### TO DO
For the records below, tally every line that has the word "Result" and reply with the number alone.

[Excerpts from a dataset]
§ §

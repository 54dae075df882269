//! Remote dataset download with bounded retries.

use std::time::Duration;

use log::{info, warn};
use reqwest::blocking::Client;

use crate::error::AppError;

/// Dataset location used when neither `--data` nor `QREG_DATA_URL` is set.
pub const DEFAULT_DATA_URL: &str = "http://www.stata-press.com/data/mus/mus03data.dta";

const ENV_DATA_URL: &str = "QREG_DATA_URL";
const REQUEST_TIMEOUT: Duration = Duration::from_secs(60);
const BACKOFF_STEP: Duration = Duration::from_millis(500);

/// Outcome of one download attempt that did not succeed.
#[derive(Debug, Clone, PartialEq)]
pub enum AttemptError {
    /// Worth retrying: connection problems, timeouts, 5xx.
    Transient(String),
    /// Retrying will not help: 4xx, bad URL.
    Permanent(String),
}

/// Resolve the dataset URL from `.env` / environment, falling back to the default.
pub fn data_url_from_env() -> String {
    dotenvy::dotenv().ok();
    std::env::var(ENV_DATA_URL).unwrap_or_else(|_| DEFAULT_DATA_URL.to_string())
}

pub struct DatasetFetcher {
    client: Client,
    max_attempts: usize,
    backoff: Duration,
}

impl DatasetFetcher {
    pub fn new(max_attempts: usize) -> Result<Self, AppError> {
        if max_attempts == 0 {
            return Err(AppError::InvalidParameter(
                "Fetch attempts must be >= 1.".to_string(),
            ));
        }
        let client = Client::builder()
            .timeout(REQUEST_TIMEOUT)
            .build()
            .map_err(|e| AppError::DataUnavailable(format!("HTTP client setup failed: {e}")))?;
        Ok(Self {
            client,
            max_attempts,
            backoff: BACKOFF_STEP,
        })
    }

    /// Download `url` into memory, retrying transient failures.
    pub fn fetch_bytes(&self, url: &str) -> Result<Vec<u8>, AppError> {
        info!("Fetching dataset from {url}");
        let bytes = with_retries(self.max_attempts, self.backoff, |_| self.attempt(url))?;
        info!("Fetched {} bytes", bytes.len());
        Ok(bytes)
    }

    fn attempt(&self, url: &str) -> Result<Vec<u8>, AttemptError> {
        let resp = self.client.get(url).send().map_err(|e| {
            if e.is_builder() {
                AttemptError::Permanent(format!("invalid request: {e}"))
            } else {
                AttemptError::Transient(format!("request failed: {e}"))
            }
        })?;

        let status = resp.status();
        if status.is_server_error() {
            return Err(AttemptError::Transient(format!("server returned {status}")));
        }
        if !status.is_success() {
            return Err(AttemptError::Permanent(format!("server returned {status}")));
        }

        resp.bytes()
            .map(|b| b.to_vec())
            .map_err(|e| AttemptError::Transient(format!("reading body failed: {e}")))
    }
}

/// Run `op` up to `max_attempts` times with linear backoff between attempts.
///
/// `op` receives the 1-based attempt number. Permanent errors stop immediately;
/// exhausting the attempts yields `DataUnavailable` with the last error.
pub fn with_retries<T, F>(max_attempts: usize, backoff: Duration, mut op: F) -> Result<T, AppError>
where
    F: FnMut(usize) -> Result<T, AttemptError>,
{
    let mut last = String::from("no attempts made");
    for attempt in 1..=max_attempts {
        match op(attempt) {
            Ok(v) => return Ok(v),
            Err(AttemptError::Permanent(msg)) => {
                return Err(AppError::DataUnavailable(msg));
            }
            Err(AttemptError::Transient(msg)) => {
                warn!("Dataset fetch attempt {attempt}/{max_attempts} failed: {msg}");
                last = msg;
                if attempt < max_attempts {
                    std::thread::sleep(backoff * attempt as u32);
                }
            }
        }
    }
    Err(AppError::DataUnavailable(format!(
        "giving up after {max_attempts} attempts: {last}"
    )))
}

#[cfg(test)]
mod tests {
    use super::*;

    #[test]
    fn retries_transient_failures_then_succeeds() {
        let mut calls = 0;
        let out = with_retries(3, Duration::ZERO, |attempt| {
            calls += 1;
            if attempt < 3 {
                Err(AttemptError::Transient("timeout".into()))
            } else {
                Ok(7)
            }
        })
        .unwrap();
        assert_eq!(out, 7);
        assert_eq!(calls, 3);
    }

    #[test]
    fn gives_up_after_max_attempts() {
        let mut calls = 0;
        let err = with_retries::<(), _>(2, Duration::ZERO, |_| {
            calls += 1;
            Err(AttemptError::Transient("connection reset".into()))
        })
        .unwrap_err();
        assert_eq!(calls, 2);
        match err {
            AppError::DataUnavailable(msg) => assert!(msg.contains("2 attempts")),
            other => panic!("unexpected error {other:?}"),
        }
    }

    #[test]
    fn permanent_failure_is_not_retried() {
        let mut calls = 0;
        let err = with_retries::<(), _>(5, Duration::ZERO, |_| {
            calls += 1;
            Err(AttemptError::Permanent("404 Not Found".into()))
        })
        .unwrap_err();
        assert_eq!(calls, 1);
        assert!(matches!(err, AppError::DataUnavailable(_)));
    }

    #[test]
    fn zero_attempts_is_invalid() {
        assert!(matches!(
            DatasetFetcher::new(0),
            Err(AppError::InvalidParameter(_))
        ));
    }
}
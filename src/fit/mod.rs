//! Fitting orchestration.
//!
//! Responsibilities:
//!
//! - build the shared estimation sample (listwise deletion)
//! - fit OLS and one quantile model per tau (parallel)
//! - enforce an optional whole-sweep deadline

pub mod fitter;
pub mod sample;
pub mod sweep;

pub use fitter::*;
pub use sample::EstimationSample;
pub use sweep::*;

§ §

### RESPONSE AREA
5